- **Stored data entries**

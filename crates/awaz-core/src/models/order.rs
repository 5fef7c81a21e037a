//! Purchase funnel orders
//!
//! An order only ever lives in the checkout URL: the purchase page encodes
//! it into query parameters and the checkout page decodes it again. Nothing
//! is persisted.

use chrono::{DateTime, Utc};
use rust_decimal::Decimal;
use serde::{Deserialize, Serialize};
use std::str::FromStr;
use uuid::Uuid;

use super::pricing::{self, CreditEstimate, CreditPackage, PricingError};

/// How the order was composed
#[derive(Debug, Clone, Copy, PartialEq, Eq, Serialize, Deserialize)]
#[serde(rename_all = "lowercase")]
pub enum OrderType {
    Package,
    Custom,
}

impl OrderType {
    pub fn as_str(&self) -> &'static str {
        match self {
            OrderType::Package => "package",
            OrderType::Custom => "custom",
        }
    }

    pub fn parse(s: &str) -> Option<Self> {
        match s.trim().to_lowercase().as_str() {
            "package" => Some(OrderType::Package),
            "custom" => Some(OrderType::Custom),
            _ => None,
        }
    }
}

/// Raw checkout query string, as the purchase page writes it
#[derive(Debug, Clone, Default, Deserialize)]
pub struct OrderQuery {
    #[serde(rename = "type")]
    pub order_type: Option<String>,
    #[serde(rename = "packageId")]
    pub package_id: Option<String>,
    pub credits: Option<String>,
    pub price: Option<String>,
}

/// Order carried from the purchase page to checkout
#[derive(Debug, Clone, PartialEq, Serialize, Deserialize)]
#[serde(rename_all = "camelCase")]
pub struct OrderDetails {
    pub order_type: OrderType,
    pub package_id: String,
    pub credits: u64,
    pub price: Decimal,
}

impl OrderDetails {
    /// Order for one of the catalog packages
    pub fn for_package(package: &CreditPackage) -> Self {
        Self {
            order_type: OrderType::Package,
            package_id: package.id.to_string(),
            credits: package.credits,
            price: package.price,
        }
    }

    /// Order for a custom quantity at the per-credit rate
    pub fn custom(credits: u64) -> Result<Self, PricingError> {
        Ok(Self {
            order_type: OrderType::Custom,
            package_id: "custom".to_string(),
            credits,
            price: pricing::custom_price(credits)?,
        })
    }

    /// Decode an order from the checkout query string.
    ///
    /// `credits` and `price` are required; without both there is no order.
    pub fn from_query(query: &OrderQuery) -> Option<Self> {
        let credits = query.credits.as_deref()?.trim().parse::<u64>().ok()?;
        let price = Decimal::from_str(query.price.as_deref()?.trim()).ok()?;

        if credits == 0 || price < Decimal::ZERO {
            return None;
        }

        let package_id = query
            .package_id
            .clone()
            .filter(|id| !id.trim().is_empty())
            .unwrap_or_else(|| "custom".to_string());

        let order_type = query
            .order_type
            .as_deref()
            .and_then(OrderType::parse)
            .unwrap_or(if package_id == "custom" {
                OrderType::Custom
            } else {
                OrderType::Package
            });

        Some(Self {
            order_type,
            package_id,
            credits,
            price,
        })
    }

    /// Relative checkout URL carrying this order
    pub fn checkout_link(&self) -> String {
        format!(
            "/checkout?type={}&packageId={}&credits={}&price={}",
            self.order_type.as_str(),
            urlencoding::encode(&self.package_id),
            self.credits,
            self.price.normalize()
        )
    }

    /// Figures shown in the checkout sidebar
    pub fn summary(&self) -> OrderSummary {
        OrderSummary {
            credits: self.credits,
            price: pricing::round_money(self.price),
            price_per_credit: pricing::price_per_credit(self.price, self.credits)
                .unwrap_or(Decimal::ZERO),
            estimate: CreditEstimate::for_credits(self.credits),
            total_display: pricing::format_usd(self.price),
        }
    }
}

/// Checkout sidebar figures
#[derive(Debug, Clone, Serialize)]
#[serde(rename_all = "camelCase")]
pub struct OrderSummary {
    pub credits: u64,
    pub price: Decimal,
    pub price_per_credit: Decimal,
    pub estimate: CreditEstimate,
    pub total_display: String,
}

/// Outcome of the stub payment step
#[derive(Debug, Clone, Serialize)]
#[serde(rename_all = "camelCase")]
pub struct CheckoutReceipt {
    pub order_reference: Uuid,
    pub status: &'static str,
    pub message: &'static str,
    pub order: OrderDetails,
    pub submitted_at: DateTime<Utc>,
}

impl CheckoutReceipt {
    /// Receipt for an order awaiting payment
    pub fn pending(order: OrderDetails) -> Self {
        Self {
            order_reference: Uuid::new_v4(),
            status: "payment_pending",
            message: "Payment processing would happen here!",
            order,
            submitted_at: Utc::now(),
        }
    }
}

/// Billing countries offered at checkout
pub const CHECKOUT_COUNTRIES: [(&str, &str); 6] = [
    ("IN", "India"),
    ("NP", "Nepal"),
    ("US", "United States"),
    ("GB", "United Kingdom"),
    ("CA", "Canada"),
    ("AU", "Australia"),
];

/// Whether a checkout country code is offered
pub fn is_checkout_country(code: &str) -> bool {
    CHECKOUT_COUNTRIES.iter().any(|(c, _)| *c == code)
}

/// States listed when the billing country is India
pub const INDIAN_STATES: [&str; 28] = [
    "Andhra Pradesh",
    "Arunachal Pradesh",
    "Assam",
    "Bihar",
    "Chhattisgarh",
    "Goa",
    "Gujarat",
    "Haryana",
    "Himachal Pradesh",
    "Jharkhand",
    "Karnataka",
    "Kerala",
    "Madhya Pradesh",
    "Maharashtra",
    "Manipur",
    "Meghalaya",
    "Mizoram",
    "Nagaland",
    "Odisha",
    "Punjab",
    "Rajasthan",
    "Sikkim",
    "Tamil Nadu",
    "Telangana",
    "Tripura",
    "Uttar Pradesh",
    "Uttarakhand",
    "West Bengal",
];

#[cfg(test)]
mod tests {
    use super::*;
    use crate::models::pricing::find_package;
    use rust_decimal_macros::dec;

    #[test]
    fn test_order_type_parse() {
        assert_eq!(OrderType::parse(" Package "), Some(OrderType::Package));
        assert_eq!(OrderType::parse("custom"), Some(OrderType::Custom));
        assert_eq!(OrderType::parse("bundle"), None);
        assert_eq!(OrderType::Custom.as_str(), "custom");
    }

    fn query(order_type: &str, package_id: &str, credits: &str, price: &str) -> OrderQuery {
        OrderQuery {
            order_type: Some(order_type.to_string()),
            package_id: Some(package_id.to_string()),
            credits: Some(credits.to_string()),
            price: Some(price.to_string()),
        }
    }

    #[test]
    fn test_package_order_link() {
        let order = OrderDetails::for_package(find_package("starter").unwrap());
        assert_eq!(
            order.checkout_link(),
            "/checkout?type=package&packageId=starter&credits=1000&price=12"
        );
    }

    #[test]
    fn test_custom_order_link() {
        let order = OrderDetails::custom(2_500).unwrap();
        assert_eq!(order.price, dec!(25.00));
        assert_eq!(
            order.checkout_link(),
            "/checkout?type=custom&packageId=custom&credits=2500&price=25"
        );
        assert!(OrderDetails::custom(50).is_err());
    }

    #[test]
    fn test_from_query() {
        let order = OrderDetails::from_query(&query("package", "growth", "5000", "50")).unwrap();
        assert_eq!(order.order_type, OrderType::Package);
        assert_eq!(order.package_id, "growth");
        assert_eq!(order.credits, 5_000);
        assert_eq!(order.price, dec!(50));

        let order = OrderDetails::from_query(&query("custom", "custom", "250", "2.5")).unwrap();
        assert_eq!(order.order_type, OrderType::Custom);
        assert_eq!(order.price, dec!(2.50));
    }

    #[test]
    fn test_from_query_requires_credits_and_price() {
        assert!(OrderDetails::from_query(&OrderQuery::default()).is_none());

        let mut q = query("package", "growth", "5000", "50");
        q.price = None;
        assert!(OrderDetails::from_query(&q).is_none());

        assert!(OrderDetails::from_query(&query("package", "growth", "lots", "50")).is_none());
        assert!(OrderDetails::from_query(&query("package", "growth", "0", "50")).is_none());
    }

    #[test]
    fn test_summary() {
        let order = OrderDetails::for_package(find_package("business").unwrap());
        let summary = order.summary();
        assert_eq!(summary.price_per_credit, dec!(0.008));
        assert_eq!(summary.estimate.minutes, 18_750);
        assert_eq!(summary.total_display, "$120.00");
    }

    #[test]
    fn test_receipt_is_pending() {
        let receipt = CheckoutReceipt::pending(OrderDetails::custom(100).unwrap());
        assert_eq!(receipt.status, "payment_pending");
        assert_eq!(receipt.order.credits, 100);
    }

    #[test]
    fn test_checkout_countries() {
        assert!(is_checkout_country("IN"));
        assert!(is_checkout_country("AU"));
        assert!(!is_checkout_country("FR"));
        assert_eq!(INDIAN_STATES.len(), 28);
    }
}
//! HTTP request handlers

pub mod checkout;
pub mod contact;
pub mod health;
pub mod pages;
pub mod purchase;
pub mod twilio;
pub mod voice;

pub use checkout::configure as configure_checkout;
pub use contact::configure as configure_contact;
pub use health::configure as configure_health;
pub use pages::configure as configure_pages;
pub use pages::configure_content as configure_site_content;
pub use purchase::configure as configure_purchase;
pub use twilio::configure as configure_twilio;
pub use voice::configure as configure_voice;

- **Task objective**
Whenever the word "Some" appears in a line above, copy that line.

- **Solution for this task**
            "package" => Some(OrderType::Package),
            "custom" => Some(OrderType::Custom),
        Some(Self {
        assert_eq!(OrderType::parse(" Package "), Some(OrderType::Package));
        assert_eq!(OrderType::parse("custom"), Some(OrderType::Custom));
            order_type: Some(order_type.to_string()),
            package_id: Some(package_id.to_string()),
            credits: Some(credits.to_string()),
            price: Some(price.to_string()),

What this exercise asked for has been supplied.